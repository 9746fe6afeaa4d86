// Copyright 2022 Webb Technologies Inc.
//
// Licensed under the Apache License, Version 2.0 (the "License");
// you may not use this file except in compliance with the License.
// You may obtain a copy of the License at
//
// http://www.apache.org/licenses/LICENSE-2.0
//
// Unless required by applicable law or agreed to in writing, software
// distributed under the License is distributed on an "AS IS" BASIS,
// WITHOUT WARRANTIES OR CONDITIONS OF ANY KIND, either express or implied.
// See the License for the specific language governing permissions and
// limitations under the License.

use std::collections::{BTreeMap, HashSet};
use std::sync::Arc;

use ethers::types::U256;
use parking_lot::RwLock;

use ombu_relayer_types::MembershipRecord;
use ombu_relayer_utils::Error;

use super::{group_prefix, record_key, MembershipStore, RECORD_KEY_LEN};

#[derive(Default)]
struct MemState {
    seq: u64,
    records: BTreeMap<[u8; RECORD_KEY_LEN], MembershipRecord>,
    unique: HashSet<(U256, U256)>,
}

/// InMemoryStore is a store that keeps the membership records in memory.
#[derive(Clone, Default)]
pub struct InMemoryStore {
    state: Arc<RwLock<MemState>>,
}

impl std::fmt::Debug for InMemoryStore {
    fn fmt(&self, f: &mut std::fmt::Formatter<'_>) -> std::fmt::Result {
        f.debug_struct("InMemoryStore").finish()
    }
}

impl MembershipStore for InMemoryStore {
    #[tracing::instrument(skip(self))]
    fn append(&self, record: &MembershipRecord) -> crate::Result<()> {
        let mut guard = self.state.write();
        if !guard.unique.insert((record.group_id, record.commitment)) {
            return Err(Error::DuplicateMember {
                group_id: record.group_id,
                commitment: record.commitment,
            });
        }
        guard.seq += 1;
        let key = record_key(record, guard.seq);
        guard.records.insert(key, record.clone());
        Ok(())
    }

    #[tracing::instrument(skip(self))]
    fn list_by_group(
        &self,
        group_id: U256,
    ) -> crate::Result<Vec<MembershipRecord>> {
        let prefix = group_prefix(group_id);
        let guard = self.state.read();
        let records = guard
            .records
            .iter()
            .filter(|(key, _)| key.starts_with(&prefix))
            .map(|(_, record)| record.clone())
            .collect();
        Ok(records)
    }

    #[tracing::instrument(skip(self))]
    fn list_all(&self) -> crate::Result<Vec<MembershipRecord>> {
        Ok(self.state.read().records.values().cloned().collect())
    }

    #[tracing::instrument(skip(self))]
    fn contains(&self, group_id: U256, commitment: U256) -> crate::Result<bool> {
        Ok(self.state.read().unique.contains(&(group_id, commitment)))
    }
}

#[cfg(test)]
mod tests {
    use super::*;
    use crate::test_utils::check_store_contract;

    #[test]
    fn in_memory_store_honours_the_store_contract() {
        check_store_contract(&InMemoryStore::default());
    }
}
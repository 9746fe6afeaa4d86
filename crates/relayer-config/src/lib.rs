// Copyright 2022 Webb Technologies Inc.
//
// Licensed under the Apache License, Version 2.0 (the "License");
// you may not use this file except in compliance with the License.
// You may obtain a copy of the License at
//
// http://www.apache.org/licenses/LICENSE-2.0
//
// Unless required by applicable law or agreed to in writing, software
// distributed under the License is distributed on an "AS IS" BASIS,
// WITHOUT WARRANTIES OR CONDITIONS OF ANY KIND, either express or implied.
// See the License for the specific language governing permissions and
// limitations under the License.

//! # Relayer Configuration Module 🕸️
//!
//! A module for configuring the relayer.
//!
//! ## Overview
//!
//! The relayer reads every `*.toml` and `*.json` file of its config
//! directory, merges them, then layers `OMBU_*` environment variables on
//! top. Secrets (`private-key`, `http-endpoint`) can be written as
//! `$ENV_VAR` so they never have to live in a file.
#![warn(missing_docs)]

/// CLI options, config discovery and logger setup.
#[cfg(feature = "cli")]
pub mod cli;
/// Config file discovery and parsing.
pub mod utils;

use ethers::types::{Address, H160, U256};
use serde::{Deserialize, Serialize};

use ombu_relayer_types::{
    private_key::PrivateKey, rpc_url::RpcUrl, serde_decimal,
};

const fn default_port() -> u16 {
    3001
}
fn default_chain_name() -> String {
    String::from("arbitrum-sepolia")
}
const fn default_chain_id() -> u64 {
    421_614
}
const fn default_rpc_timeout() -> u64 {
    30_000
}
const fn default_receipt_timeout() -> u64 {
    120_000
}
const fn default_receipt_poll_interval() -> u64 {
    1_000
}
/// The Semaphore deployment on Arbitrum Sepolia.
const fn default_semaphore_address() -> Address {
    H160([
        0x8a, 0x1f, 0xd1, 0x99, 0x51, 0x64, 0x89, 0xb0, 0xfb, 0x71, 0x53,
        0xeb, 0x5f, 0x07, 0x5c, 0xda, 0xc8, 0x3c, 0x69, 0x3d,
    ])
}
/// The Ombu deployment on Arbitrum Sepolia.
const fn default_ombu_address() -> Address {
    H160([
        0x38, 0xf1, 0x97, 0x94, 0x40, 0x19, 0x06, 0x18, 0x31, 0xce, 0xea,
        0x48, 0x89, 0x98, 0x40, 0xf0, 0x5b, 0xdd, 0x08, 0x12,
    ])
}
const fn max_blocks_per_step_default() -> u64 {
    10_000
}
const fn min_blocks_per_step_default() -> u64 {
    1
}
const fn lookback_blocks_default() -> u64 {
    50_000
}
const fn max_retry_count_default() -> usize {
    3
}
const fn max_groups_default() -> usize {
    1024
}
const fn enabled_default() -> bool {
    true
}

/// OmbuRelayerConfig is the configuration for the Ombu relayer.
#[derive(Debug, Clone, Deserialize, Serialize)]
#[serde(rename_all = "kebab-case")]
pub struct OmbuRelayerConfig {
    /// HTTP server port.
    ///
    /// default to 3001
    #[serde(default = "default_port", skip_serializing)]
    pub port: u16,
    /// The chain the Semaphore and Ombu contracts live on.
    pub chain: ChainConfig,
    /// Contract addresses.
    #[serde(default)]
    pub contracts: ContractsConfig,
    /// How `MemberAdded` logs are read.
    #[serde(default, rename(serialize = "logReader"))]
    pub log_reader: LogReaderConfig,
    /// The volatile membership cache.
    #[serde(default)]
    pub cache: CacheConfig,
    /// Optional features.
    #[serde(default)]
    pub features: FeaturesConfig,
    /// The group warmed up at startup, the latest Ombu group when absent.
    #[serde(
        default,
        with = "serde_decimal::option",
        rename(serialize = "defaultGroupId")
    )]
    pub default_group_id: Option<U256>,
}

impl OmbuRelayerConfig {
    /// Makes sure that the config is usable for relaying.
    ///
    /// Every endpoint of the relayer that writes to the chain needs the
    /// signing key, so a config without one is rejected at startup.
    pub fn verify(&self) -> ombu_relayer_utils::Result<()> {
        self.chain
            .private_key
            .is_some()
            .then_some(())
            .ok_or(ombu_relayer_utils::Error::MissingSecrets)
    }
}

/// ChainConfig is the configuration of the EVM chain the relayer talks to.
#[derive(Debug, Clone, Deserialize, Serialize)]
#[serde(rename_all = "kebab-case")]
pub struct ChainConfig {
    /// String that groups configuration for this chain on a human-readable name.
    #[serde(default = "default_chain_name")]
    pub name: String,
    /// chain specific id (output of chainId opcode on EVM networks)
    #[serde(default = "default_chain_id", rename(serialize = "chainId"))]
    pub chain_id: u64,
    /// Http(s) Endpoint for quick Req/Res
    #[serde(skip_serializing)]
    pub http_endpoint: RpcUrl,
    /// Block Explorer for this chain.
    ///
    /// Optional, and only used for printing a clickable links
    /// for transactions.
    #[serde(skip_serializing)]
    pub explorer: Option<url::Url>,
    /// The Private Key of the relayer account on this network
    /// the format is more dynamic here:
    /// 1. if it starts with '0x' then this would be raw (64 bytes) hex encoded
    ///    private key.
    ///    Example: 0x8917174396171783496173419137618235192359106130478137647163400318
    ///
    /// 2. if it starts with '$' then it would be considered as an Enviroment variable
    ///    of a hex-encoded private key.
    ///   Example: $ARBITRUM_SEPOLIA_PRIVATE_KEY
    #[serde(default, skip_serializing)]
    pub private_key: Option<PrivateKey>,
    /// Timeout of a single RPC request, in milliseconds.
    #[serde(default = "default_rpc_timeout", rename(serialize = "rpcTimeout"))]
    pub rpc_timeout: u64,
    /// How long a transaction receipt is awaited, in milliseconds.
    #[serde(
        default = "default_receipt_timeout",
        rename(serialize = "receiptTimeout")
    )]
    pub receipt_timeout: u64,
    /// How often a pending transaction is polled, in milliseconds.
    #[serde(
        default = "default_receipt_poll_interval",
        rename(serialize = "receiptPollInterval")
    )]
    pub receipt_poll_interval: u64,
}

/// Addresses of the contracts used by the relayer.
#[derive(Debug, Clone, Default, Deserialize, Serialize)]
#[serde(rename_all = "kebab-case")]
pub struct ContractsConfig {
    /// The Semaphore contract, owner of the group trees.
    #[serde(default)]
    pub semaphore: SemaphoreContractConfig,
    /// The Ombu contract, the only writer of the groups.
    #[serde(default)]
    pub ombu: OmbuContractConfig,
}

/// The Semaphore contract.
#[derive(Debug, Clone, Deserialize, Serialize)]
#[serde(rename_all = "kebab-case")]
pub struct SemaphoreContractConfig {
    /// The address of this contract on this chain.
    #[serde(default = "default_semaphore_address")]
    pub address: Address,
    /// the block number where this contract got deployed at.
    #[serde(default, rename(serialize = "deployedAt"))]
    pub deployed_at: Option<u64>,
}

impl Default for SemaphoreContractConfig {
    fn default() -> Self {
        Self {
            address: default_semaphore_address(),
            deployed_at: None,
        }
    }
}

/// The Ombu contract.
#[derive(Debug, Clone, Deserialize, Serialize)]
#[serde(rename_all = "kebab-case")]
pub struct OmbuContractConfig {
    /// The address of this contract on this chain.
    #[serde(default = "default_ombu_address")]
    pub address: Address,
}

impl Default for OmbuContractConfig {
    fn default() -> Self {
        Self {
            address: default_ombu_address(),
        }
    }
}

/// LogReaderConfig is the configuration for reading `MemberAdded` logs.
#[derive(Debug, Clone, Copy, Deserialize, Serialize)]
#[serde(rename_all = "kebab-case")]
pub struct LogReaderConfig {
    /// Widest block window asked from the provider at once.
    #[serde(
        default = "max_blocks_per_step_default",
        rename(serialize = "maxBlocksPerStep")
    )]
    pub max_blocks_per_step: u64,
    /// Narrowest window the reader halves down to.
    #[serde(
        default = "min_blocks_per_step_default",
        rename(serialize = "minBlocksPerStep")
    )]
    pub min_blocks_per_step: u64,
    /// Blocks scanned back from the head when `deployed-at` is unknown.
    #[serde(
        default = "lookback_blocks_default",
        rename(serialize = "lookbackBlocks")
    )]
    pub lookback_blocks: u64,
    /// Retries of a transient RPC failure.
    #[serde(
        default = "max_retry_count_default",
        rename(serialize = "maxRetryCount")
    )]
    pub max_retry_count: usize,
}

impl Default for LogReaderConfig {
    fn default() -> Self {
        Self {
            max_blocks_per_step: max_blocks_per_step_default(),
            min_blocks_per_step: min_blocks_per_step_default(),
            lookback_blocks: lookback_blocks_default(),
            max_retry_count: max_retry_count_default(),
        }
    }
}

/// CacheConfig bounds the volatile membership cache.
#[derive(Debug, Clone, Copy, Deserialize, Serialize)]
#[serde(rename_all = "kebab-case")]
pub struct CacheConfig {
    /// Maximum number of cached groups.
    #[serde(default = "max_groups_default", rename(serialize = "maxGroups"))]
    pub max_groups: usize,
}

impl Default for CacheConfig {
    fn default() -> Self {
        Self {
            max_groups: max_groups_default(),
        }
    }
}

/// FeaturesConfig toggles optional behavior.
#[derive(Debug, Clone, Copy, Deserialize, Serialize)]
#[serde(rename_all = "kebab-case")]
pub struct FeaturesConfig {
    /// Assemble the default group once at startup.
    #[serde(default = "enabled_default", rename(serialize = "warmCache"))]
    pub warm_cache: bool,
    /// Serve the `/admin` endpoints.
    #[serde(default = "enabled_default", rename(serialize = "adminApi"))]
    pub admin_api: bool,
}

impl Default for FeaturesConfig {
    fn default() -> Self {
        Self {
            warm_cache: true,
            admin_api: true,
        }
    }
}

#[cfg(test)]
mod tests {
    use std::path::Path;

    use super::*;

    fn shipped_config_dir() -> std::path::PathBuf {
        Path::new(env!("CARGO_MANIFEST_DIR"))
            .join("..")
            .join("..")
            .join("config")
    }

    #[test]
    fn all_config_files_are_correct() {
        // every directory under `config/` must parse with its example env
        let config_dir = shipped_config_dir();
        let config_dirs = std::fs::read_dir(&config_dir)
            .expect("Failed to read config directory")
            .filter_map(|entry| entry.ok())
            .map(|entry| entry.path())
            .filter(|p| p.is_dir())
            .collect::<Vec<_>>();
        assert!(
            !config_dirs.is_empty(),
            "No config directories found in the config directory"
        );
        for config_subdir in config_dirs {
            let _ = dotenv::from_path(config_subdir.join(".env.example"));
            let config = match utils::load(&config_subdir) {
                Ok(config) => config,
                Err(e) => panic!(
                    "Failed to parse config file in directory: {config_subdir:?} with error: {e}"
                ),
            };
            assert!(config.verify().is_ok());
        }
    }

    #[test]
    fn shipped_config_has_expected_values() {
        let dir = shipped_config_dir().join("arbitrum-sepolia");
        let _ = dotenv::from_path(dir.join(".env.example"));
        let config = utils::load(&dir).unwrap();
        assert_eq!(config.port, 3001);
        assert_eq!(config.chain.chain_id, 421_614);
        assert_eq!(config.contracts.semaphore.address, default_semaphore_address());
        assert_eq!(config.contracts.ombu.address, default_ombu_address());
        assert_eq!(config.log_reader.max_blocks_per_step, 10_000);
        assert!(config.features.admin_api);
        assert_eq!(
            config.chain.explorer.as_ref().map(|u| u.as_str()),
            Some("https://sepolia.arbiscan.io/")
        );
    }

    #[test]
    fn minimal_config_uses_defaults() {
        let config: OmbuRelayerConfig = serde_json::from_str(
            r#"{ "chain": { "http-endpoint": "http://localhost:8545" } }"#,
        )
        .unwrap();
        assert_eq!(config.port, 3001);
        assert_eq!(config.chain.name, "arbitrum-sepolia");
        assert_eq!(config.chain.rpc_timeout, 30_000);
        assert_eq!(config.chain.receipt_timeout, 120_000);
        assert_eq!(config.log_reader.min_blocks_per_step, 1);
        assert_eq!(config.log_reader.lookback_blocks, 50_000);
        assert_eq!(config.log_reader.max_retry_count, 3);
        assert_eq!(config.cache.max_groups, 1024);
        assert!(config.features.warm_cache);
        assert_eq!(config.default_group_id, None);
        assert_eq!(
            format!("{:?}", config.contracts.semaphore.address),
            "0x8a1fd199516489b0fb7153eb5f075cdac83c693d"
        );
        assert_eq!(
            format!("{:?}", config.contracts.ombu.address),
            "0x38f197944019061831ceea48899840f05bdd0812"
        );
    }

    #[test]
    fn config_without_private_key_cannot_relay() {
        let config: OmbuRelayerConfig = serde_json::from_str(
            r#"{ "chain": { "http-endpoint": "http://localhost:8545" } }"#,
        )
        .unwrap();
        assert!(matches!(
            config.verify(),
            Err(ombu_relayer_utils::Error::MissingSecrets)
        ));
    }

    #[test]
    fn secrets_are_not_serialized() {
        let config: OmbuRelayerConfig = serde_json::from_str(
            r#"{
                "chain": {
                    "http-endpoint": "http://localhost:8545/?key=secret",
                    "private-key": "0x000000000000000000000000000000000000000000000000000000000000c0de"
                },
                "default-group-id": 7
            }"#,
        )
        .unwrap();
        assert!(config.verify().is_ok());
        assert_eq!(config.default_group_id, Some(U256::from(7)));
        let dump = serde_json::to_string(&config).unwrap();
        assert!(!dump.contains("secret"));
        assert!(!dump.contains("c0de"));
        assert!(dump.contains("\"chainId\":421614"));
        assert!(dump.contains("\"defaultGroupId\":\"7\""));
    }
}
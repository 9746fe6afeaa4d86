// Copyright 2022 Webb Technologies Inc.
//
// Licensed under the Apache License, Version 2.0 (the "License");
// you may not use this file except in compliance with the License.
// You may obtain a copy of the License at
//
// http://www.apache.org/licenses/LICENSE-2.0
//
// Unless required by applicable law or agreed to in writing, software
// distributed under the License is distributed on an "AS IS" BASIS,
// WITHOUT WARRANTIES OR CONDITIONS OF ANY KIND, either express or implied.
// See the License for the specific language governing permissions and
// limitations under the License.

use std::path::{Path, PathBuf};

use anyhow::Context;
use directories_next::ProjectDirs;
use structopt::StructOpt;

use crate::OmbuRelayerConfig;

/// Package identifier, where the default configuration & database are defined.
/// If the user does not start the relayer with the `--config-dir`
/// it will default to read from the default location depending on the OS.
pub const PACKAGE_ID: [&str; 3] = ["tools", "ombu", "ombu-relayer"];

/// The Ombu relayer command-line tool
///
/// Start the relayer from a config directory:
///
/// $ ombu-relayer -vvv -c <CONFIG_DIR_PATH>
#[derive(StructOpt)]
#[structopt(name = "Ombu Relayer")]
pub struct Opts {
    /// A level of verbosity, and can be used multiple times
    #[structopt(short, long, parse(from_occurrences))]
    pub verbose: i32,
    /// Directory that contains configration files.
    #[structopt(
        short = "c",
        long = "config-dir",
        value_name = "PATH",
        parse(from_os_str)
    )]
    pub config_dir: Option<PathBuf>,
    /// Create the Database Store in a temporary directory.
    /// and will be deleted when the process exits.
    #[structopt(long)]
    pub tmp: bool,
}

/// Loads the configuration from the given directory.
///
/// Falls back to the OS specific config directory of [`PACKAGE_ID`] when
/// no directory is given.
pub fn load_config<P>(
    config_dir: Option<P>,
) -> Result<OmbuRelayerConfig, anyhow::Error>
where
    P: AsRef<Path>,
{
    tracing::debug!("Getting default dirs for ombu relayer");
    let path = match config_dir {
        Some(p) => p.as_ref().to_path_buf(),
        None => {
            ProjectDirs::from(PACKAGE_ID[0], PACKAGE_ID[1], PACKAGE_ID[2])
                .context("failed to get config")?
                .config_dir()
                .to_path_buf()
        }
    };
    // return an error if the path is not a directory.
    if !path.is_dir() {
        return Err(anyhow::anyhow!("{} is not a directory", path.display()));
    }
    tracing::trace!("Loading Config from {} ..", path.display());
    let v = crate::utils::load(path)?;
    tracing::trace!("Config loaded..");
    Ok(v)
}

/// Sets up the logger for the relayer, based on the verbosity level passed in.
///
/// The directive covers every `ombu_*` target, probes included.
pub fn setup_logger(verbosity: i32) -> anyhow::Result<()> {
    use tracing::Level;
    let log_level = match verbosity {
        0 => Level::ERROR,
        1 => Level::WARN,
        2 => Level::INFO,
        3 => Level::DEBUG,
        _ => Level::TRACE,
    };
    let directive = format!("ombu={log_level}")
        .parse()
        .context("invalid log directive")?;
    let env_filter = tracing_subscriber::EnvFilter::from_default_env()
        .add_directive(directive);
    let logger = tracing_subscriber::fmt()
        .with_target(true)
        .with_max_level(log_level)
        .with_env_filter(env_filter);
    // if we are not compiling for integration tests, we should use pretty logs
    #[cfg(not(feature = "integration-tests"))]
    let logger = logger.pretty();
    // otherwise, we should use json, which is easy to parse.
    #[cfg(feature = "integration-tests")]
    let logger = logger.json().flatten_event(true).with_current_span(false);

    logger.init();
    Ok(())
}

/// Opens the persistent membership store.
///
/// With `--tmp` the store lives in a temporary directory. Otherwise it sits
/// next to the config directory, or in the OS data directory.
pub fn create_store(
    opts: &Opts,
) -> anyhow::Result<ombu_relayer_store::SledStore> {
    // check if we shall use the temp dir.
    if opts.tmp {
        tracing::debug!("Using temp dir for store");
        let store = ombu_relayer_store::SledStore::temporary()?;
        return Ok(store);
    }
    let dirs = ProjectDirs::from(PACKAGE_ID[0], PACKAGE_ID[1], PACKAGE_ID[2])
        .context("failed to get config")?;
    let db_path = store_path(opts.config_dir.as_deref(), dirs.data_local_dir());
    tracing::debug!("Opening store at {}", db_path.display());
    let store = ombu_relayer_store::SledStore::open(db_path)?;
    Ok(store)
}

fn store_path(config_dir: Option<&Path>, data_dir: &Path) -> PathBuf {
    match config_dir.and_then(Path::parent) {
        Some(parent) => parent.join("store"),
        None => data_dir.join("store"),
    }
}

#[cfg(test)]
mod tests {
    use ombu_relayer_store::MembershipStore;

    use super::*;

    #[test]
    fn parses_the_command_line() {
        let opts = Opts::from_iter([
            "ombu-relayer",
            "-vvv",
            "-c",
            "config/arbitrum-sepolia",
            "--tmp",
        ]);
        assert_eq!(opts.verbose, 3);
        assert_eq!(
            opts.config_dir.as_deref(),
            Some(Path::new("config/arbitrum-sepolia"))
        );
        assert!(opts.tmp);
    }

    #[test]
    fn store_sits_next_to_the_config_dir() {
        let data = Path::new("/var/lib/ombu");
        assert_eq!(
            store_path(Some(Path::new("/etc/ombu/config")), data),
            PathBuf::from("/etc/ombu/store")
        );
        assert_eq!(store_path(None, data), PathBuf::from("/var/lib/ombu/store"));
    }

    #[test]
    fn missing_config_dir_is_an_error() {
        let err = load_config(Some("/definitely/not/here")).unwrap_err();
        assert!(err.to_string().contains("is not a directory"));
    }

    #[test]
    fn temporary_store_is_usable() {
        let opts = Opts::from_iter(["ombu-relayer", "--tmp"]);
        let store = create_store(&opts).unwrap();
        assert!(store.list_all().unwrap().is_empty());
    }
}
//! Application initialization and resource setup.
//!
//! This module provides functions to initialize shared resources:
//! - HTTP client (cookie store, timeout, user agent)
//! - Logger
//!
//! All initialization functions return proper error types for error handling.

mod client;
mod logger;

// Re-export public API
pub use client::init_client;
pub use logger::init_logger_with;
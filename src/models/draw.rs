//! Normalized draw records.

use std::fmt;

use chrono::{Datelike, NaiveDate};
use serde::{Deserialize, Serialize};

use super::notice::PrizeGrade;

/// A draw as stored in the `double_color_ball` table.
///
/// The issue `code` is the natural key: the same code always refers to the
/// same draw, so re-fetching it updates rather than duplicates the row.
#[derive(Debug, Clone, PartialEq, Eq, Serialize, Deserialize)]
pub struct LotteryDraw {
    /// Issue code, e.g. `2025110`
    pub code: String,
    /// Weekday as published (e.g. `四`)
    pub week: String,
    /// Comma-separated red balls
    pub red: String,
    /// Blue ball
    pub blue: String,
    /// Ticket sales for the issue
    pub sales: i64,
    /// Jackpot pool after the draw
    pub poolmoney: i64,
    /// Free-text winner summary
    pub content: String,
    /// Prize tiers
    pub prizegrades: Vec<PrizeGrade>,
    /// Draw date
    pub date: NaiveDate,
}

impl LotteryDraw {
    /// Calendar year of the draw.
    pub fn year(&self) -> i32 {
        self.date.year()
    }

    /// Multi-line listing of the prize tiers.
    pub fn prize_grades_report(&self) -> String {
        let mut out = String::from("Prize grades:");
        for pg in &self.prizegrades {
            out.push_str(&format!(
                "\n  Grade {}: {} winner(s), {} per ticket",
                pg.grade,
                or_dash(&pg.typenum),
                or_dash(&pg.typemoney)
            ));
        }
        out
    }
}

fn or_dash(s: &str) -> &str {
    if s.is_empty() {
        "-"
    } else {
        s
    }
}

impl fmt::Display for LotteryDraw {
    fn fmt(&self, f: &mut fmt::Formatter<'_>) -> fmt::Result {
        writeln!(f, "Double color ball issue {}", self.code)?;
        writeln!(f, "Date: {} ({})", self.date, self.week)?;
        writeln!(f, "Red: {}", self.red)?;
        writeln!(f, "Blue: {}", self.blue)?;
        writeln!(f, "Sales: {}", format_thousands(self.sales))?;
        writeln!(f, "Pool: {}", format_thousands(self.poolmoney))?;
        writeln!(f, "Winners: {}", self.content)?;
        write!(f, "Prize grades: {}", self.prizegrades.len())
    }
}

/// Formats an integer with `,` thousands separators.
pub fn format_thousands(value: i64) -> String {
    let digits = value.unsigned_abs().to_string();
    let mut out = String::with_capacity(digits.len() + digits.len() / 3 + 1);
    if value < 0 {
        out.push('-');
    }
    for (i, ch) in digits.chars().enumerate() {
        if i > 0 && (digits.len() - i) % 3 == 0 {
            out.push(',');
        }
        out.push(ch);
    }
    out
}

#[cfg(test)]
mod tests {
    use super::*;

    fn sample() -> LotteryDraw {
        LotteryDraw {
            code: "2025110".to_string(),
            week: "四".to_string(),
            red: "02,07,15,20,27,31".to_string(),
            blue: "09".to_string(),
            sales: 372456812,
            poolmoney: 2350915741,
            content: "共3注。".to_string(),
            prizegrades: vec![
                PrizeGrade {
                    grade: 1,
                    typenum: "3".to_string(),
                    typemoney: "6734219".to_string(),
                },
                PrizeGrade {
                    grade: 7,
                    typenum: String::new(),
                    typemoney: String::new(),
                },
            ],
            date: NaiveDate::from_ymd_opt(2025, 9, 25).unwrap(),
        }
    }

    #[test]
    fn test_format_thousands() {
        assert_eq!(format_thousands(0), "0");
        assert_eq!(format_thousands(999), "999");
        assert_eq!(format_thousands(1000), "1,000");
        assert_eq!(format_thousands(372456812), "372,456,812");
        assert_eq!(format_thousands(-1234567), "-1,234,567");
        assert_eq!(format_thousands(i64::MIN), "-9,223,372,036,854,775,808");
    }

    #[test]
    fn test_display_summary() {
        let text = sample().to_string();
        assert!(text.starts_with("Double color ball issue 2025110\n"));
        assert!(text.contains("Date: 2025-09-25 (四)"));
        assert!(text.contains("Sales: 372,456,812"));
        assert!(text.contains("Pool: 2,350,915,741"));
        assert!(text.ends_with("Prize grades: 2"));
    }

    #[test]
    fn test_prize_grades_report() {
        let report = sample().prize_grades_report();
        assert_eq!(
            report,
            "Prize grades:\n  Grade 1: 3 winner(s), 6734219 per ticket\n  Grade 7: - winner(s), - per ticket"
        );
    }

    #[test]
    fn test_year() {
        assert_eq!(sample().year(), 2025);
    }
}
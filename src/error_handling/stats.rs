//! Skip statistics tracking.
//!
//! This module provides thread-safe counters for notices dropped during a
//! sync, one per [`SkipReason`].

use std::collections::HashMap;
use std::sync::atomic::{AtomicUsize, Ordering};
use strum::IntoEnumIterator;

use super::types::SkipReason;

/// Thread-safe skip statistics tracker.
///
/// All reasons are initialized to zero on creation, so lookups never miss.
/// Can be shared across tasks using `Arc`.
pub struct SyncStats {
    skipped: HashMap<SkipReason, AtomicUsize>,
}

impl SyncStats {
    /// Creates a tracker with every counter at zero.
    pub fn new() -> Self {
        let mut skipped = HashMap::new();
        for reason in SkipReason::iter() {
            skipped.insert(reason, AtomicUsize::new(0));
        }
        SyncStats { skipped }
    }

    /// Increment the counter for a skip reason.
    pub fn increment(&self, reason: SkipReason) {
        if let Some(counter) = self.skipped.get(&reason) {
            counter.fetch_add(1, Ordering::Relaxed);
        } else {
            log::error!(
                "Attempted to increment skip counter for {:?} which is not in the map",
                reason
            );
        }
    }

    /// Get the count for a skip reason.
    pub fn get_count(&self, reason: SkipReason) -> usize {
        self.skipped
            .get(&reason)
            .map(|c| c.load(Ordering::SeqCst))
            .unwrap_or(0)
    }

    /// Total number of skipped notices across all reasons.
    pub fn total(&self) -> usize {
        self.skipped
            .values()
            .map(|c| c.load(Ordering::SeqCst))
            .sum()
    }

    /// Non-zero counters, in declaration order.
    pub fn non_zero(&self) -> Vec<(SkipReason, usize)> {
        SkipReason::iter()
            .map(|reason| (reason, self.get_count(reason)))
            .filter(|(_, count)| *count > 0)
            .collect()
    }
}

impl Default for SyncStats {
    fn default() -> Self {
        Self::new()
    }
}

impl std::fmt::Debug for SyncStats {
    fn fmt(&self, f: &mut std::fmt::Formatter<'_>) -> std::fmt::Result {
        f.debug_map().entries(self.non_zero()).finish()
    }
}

....

◆ About this exercise
Using only the listing above, restate exactly the lines from the line containing "assert_eq!(config.log_reader.max_blocks_per_step, 10_000);" through the line containing "assert_eq!(config.log_reader.lookback_blocks, 50_000);", both included.

◆ Response for this exercise
        assert_eq!(config.log_reader.max_blocks_per_step, 10_000);
        assert!(config.features.admin_api);
        assert_eq!(
            config.chain.explorer.as_ref().map(|u| u.as_str()),
            Some("https://sepolia.arbiscan.io/")
        );
    }

    #[test]
    fn minimal_config_uses_defaults() {
        let config: OmbuRelayerConfig = serde_json::from_str(
            r#"{ "chain": { "http-endpoint": "http://localhost:8545" } }"#,
        )
        .unwrap();
        assert_eq!(config.port, 3001);
        assert_eq!(config.chain.name, "arbitrum-sepolia");
        assert_eq!(config.chain.rpc_timeout, 30_000);
        assert_eq!(config.chain.receipt_timeout, 120_000);
        assert_eq!(config.log_reader.min_blocks_per_step, 1);
        assert_eq!(config.log_reader.lookback_blocks, 50_000);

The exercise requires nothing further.